The title is a simple quantifiable assertion taken directly from the conclusion of the research [0] while your comment is just an opinion. I encourage you to read the conclusion to the paper and its supporting analysis - and then to argue with the data, or to at least propose something falsifiable.
Wow, I just looked at the title of the paper, and it's the opposite of the HN title: one is about marriage (yes, of course jobs matter a lot), the other is about relationships. Number of married years per person is declining, number of relationships without babies are increasing.
What are the options for men who want to have a family/live with their children?
I guess men who just want to have sex might benefit, because they can just sleep with women and then leave, and society takes care of the single moms. Likewise, women can have more sex with varying partners.
The downside is not having a family or having a stressful family life (as a single mom).
And for the absent dads, the state will try to get the money back from them, so their outlook isn't pretty. They'll bend up being poor and lonely.
The main downside is for the children.

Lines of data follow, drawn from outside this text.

pub use channel::Rx;
pub use lift::{from_future, of, rejected, resolved};
pub use settle::Settle;
pub use task::Deferred;

pub(crate) use lift::spawn;
pub(crate) use settle::guard;

mod channel;
mod lift;
mod settle;
mod task;
use std::fmt;
use std::sync::Arc;
use parking_lot::Mutex;
use tracing::trace;
use crate::error::Error;
use super::channel::{oneshot, Rx};
use super::settle::{guard, Settle};

type Fork<E, A> = dyn Fn(Settle<E>, Settle<A>) + Send + Sync;

/// A lazy computation that either rejects with an `E` or resolves with an `A`.
///
/// Constructing a `Deferred` runs nothing. Every call to [`fork`] runs the
/// computation from scratch, and every combinator returns a new value that
/// closes over the fork function of the old one.
///
/// Closures passed to the combinators may panic; the panic is caught where
/// the closure runs and delivered as a rejection through `E: From<Error>`.
///
/// [`fork`]: Deferred::fork
pub struct Deferred<E, A> {
    fork: Arc<Fork<E, A>>,
}

impl<E, A> Deferred<E, A>
where
    E: Send + 'static,
    A: Send + 'static,
{
    pub fn new<F>(fork: F) -> Self
    where
        F: Fn(Settle<E>, Settle<A>) + Send + Sync + 'static,
    {
        Self { fork: Arc::new(fork) }
    }

    /// Run the computation, calling `on_rejected` or `on_resolved` when it
    /// settles. Callbacks may fire after `fork` returns.
    pub fn fork<R, S>(&self, on_rejected: R, on_resolved: S)
    where
        R: Fn(E) + Send + Sync + 'static,
        S: Fn(A) + Send + Sync + 'static,
    {
        self.fork_with(Settle::new(on_rejected), Settle::new(on_resolved))
    }

    pub fn fork_with(&self, rej: Settle<E>, res: Settle<A>) {
        (self.fork)(rej, res)
    }

    pub fn map<B, F>(&self, func: F) -> Deferred<E, B>
    where
        B: Send + 'static,
        E: From<Error>,
        F: Fn(A) -> B + Send + Sync + 'static,
    {
        self.try_map(move |a| Ok::<B, E>(func(a)))
    }

    /// Like [`map`](Deferred::map), with `Err` routed to the rejected track.
    pub fn try_map<B, F>(&self, func: F) -> Deferred<E, B>
    where
        B: Send + 'static,
        E: From<Error>,
        F: Fn(A) -> Result<B, E> + Send + Sync + 'static,
    {
        let fork = self.fork.clone();
        let func = Arc::new(func);

        Deferred::new(move |rej: Settle<E>, res: Settle<B>| {
            let func = func.clone();
            let next = rej.clone();

            (fork)(rej, Settle::new(move |a: A| {
                match guard(|| func(a)) {
                    Ok(Ok(b))  => res.call(b),
                    Ok(Err(e)) => next.call(e),
                    Err(e)     => next.call(e.into()),
                }
            }));
        })
    }

    pub fn bimap<E2, B, F, G>(&self, left: F, right: G) -> Deferred<E2, B>
    where
        E2: From<Error> + Send + 'static,
        B:  Send + 'static,
        F:  Fn(E) -> E2 + Send + Sync + 'static,
        G:  Fn(A) -> B + Send + Sync + 'static,
    {
        let fork  = self.fork.clone();
        let left  = Arc::new(left);
        let right = Arc::new(right);

        Deferred::new(move |rej: Settle<E2>, res: Settle<B>| {
            let on_rejected = {
                let left = left.clone();
                let rej  = rej.clone();
                Settle::new(move |e: E| match guard(|| left(e)) {
                    Ok(e)  => rej.call(e),
                    Err(e) => rej.call(e.into()),
                })
            };

            let right = right.clone();
            let on_resolved = Settle::new(move |a: A| match guard(|| right(a)) {
                Ok(b)  => res.call(b),
                Err(e) => rej.call(e.into()),
            });

            (fork)(on_rejected, on_resolved);
        })
    }

    pub fn chain<B, F>(&self, func: F) -> Deferred<E, B>
    where
        B: Send + 'static,
        E: From<Error>,
        F: Fn(A) -> Deferred<E, B> + Send + Sync + 'static,
    {
        let fork = self.fork.clone();
        let func = Arc::new(func);

        Deferred::new(move |rej: Settle<E>, res: Settle<B>| {
            let func = func.clone();
            let next = rej.clone();

            (fork)(rej, Settle::new(move |a: A| {
                match guard(|| func(a)) {
                    Ok(deferred) => deferred.fork_with(next.clone(), res.clone()),
                    Err(e)       => next.call(e.into()),
                }
            }));
        })
    }

    pub fn bichain<E2, B, F, G>(&self, left: F, right: G) -> Deferred<E2, B>
    where
        E2: From<Error> + Send + 'static,
        B:  Send + 'static,
        F:  Fn(E) -> Deferred<E2, B> + Send + Sync + 'static,
        G:  Fn(A) -> Deferred<E2, B> + Send + Sync + 'static,
    {
        let fork  = self.fork.clone();
        let left  = Arc::new(left);
        let right = Arc::new(right);

        Deferred::new(move |rej: Settle<E2>, res: Settle<B>| {
            let on_rejected = {
                let left = left.clone();
                let rej  = rej.clone();
                let res  = res.clone();
                Settle::new(move |e: E| match guard(|| left(e)) {
                    Ok(deferred) => deferred.fork_with(rej.clone(), res.clone()),
                    Err(e)       => rej.call(e.into()),
                })
            };

            let on_resolved = {
                let right = right.clone();
                Settle::new(move |a: A| match guard(|| right(a)) {
                    Ok(deferred) => deferred.fork_with(rej.clone(), res.clone()),
                    Err(e)       => rej.call(e.into()),
                })
            };

            (fork)(on_rejected, on_resolved);
        })
    }

    /// Collapse both tracks into a single computation. Behaves exactly like
    /// [`bichain`](Deferred::bichain).
    pub fn fold<E2, B, F, G>(&self, left: F, right: G) -> Deferred<E2, B>
    where
        E2: From<Error> + Send + 'static,
        B:  Send + 'static,
        F:  Fn(E) -> Deferred<E2, B> + Send + Sync + 'static,
        G:  Fn(A) -> Deferred<E2, B> + Send + Sync + 'static,
    {
        self.bichain(left, right)
    }

    /// Fork once and expose the outcome as a [`Rx`].
    ///
    /// Only the first settlement counts; later calls to either callback are
    /// dropped. A panic while forking rejects the result.
    pub fn to_future(&self) -> Rx<A, E>
    where
        E: From<Error>,
    {
        let (tx, rx) = oneshot();
        let slot     = Mutex::new(Some(tx));

        let commit = Arc::new(move |result: Result<A, E>| {
            let tx = slot.lock().take();
            match tx {
                Some(tx) => tx.send(result),
                None     => trace!("ignoring repeated settlement"),
            }
        });

        let rej = {
            let commit = commit.clone();
            Settle::new(move |e: E| commit(Err(e)))
        };

        let res = {
            let commit = commit.clone();
            Settle::new(move |a: A| commit(Ok(a)))
        };

        if let Err(e) = guard(|| self.fork_with(rej, res)) {
            commit(Err(e.into()));
        }

        rx
    }

    /// Whether both values share one fork function.
    pub fn ptr_eq(&self, other: &Self) -> bool {
        Arc::as_ptr(&self.fork) as *const () == Arc::as_ptr(&other.fork) as *const ()
    }
}

impl<E, A> Clone for Deferred<E, A> {
    fn clone(&self) -> Self {
        Self { fork: self.fork.clone() }
    }
}

impl<E, A> fmt::Debug for Deferred<E, A> {
    fn fmt(&self, f: &mut fmt::Formatter<'_>) -> fmt::Result {
        f.debug_struct("Deferred").finish_non_exhaustive()
    }
}
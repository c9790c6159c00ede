use rand::rngs::StdRng;
use tracing::debug;

use crate::game::{scan, Board, Player, RunLength, ScanScope};

use super::agent::{Agent, Decision, Tier};
use super::random::{random_column, seeded_rng};

/// Which side a tier asks the line detector about.
#[derive(Debug, Clone, Copy, PartialEq, Eq)]
enum Side {
    Own,
    Opponent,
}

/// The pattern tiers in priority order. Random play is the final fallback.
const TIERS: [(Tier, RunLength, Side); 4] = [
    (Tier::Win, RunLength::Three, Side::Own),
    (Tier::BlockWin, RunLength::Three, Side::Opponent),
    (Tier::Build, RunLength::Two, Side::Own),
    (Tier::BlockBuild, RunLength::Two, Side::Opponent),
];

/// One-ply pattern player: win if possible, otherwise block a win, otherwise
/// build a run of three, otherwise block one, otherwise play at random.
///
/// Within a tier the leftmost matching column is taken.
pub struct HeuristicAgent {
    rng: StdRng,
}

impl HeuristicAgent {
    pub fn new(seed: Option<u64>) -> Self {
        HeuristicAgent {
            rng: seeded_rng(seed),
        }
    }
}

impl Default for HeuristicAgent {
    fn default() -> Self {
        Self::new(None)
    }
}

impl Agent for HeuristicAgent {
    fn select_column(&mut self, board: &Board, own: Player) -> Option<Decision> {
        for (tier, run, side) in TIERS {
            let colour = match side {
                Side::Own => own,
                Side::Opponent => own.other(),
            };
            if let Some(found) = scan(board, run, colour, ScanScope::All) {
                debug!(?tier, column = found.column, pattern = ?found.pattern, "pattern move");
                return Some(Decision {
                    column: found.column,
                    tier,
                });
            }
        }

        let column = random_column(&mut self.rng, board)?;
        debug!(column, "no pattern found, playing at random");
        Some(Decision {
            column,
            tier: Tier::Random,
        })
    }

    fn name(&self) -> &str {
        "Heuristic"
    }
}
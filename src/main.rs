use std::fs::File;
use std::io;
use std::path::PathBuf;
use std::sync::Mutex;

use anyhow::{Context, Result};
use clap::{Parser, ValueEnum};
use crossterm::{
    execute,
    terminal::{disable_raw_mode, enable_raw_mode, EnterAlternateScreen, LeaveAlternateScreen},
};
use ratatui::{backend::CrosstermBackend, Terminal};
use tracing::{info, warn};
use tracing_subscriber::EnvFilter;

use classic_connect_four::ai::HeuristicAgent;
use classic_connect_four::config::{AppConfig, ColourChoice, LogTarget, LoggingConfig};
use classic_connect_four::game::{Mode, Session};
use classic_connect_four::highscores::HighscoreStore;
use classic_connect_four::ui::App;

#[derive(Clone, Copy, ValueEnum)]
enum ColourArg {
    Red,
    Yellow,
    Random,
}

impl From<ColourArg> for ColourChoice {
    fn from(arg: ColourArg) -> Self {
        match arg {
            ColourArg::Red => ColourChoice::Red,
            ColourArg::Yellow => ColourChoice::Yellow,
            ColourArg::Random => ColourChoice::Random,
        }
    }
}

/// Play Connect Four against the computer.
#[derive(Parser)]
#[command(name = "classic-connect-four", about = "Play Connect Four against the computer")]
struct Cli {
    /// Highscore file (must end in .txt)
    #[arg(short = 'f', long = "file")]
    highscores: Option<PathBuf>,

    /// Player name recorded on the highscore board
    #[arg(short = 'n', long)]
    name: Option<String>,

    /// Number of rows (6-100)
    #[arg(short = 'l', long = "lines")]
    rows: Option<usize>,

    /// Number of columns (7-100)
    #[arg(short = 'c', long)]
    columns: Option<usize>,

    /// Colour of the human player
    #[arg(short = 'p', long, value_enum)]
    colour: Option<ColourArg>,

    /// Path to TOML configuration file
    #[arg(long, default_value = "connect-four.toml")]
    config: PathBuf,

    /// Start with breakfast tokens
    #[arg(long)]
    breakfast: bool,

    /// Seed the computer opponent for reproducible games
    #[arg(long)]
    seed: Option<u64>,

    /// Print the default configuration as TOML and exit
    #[arg(long)]
    print_config: bool,
}

fn main() -> Result<()> {
    let cli = Cli::parse();

    if cli.print_config {
        print!("{}", AppConfig::default_toml());
        return Ok(());
    }

    // Load configuration
    let loaded = AppConfig::load_if_present(&cli.config)
        .with_context(|| format!("loading config from {}", cli.config.display()))?;
    let config_found = loaded.is_some();
    let mut config = loaded.unwrap_or_default();

    // Apply CLI overrides
    if let Some(path) = cli.highscores {
        config.highscores.path = Some(path);
    }
    if let Some(name) = cli.name {
        config.player.name = Some(name);
    }
    if let Some(rows) = cli.rows {
        config.board.rows = rows;
    }
    if let Some(columns) = cli.columns {
        config.board.columns = columns;
    }
    if let Some(colour) = cli.colour {
        config.player.colour = colour.into();
    }
    if cli.breakfast {
        config.display.breakfast = true;
    }
    if cli.seed.is_some() {
        config.ai.seed = cli.seed;
    }
    config.validate().context("invalid configuration")?;

    let highscore_path = config.highscore_path()?.to_path_buf();

    init_logging(&config.logging)?;
    if !config_found {
        warn!(path = %cli.config.display(), "config file not found, using defaults");
    }
    info!(
        rows = config.board.rows,
        columns = config.board.columns,
        highscores = %highscore_path.display(),
        "starting"
    );

    let board = config.board.build()?;
    let agent = HeuristicAgent::new(config.ai.seed);
    let mut session = Session::new(
        board,
        Box::new(agent),
        config.player.colour.to_player(),
        config.ai.seed,
    );
    if let Some(name) = &config.player.name {
        session.set_player_name(name)?;
    }
    session.attach_highscores(HighscoreStore::open(highscore_path));
    if config.display.breakfast {
        session.set_mode(Mode::Breakfast);
    }

    run(App::new(session)).context("terminal UI failed")
}

fn init_logging(logging: &LoggingConfig) -> Result<()> {
    let filter = EnvFilter::try_from_default_env()
        .or_else(|_| EnvFilter::try_new(&logging.filter))
        .with_context(|| format!("invalid logging.filter '{}'", logging.filter))?;
    let builder = tracing_subscriber::fmt().with_env_filter(filter);

    match logging.target() {
        LogTarget::File(path) => {
            let file = File::create(path)
                .with_context(|| format!("creating log file {}", path.display()))?;
            builder.with_writer(Mutex::new(file)).with_ansi(false).init();
        }
        LogTarget::Discard => builder.with_writer(io::sink).init(),
    }
    Ok(())
}

fn run(mut app: App) -> io::Result<()> {
    // Setup terminal
    enable_raw_mode()?;
    let mut stdout = io::stdout();
    execute!(stdout, EnterAlternateScreen)?;
    let backend = CrosstermBackend::new(stdout);
    let mut terminal = Terminal::new(backend)?;

    let res = app.run(&mut terminal);

    // Restore terminal, even on error
    let _ = disable_raw_mode();
    let _ = execute!(terminal.backend_mut(), LeaveAlternateScreen);
    let _ = terminal.show_cursor();

    res
}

Believe me, you would not want to be the child of such a man or such a woman.[0] This is worse than lack of iodine, lead in the pipes, or congenital deformities from pregnant drug abuse. It's a societal time-bomb.
> Children living in female headed families with no spouse present had a poverty rate of 47.6 percent, over 4 times the rate in married-couple families.
> The U.S. Department of Health and Human Services states, “Fatherless children are at a dramatically greater risk of drug and alcohol abuse.”
> Children of single-parent homes are more than twice as likely to commit suicide.
> Children age 10 to 17 living with two biological or adoptive parents were significantly less likely to experience sexual assault, child maltreatment, other types of major violence, and non-victimization type of adversity, and were less likely to witness violence in their families compared to peers living in single-parent families and stepfamilies.
The "gender roles" crowd is deeply dogmatic and misguided, and it's having incredible consequences.
That doesn't take into account the fact that (through no fault of their own, and meriting no shame), single parents are pretty systematically worse statistically than bioparents in a nuclear household. Take into account the impact of parental "abandonment" on the child, which is traumatic regardless of whether the abandonment was voluntary or not, and regardless of whether it's one parent no longer seeing a child at all, or the other parent seeing the child less because she has to work harder to provide; both count as "abandonment" emotionally, and can be traumatizing.
Single-parent families, step-families all require better parenting, management, and communication skills, since they're more complex, and these parents aren't more skilled than the average, with predictable consequences.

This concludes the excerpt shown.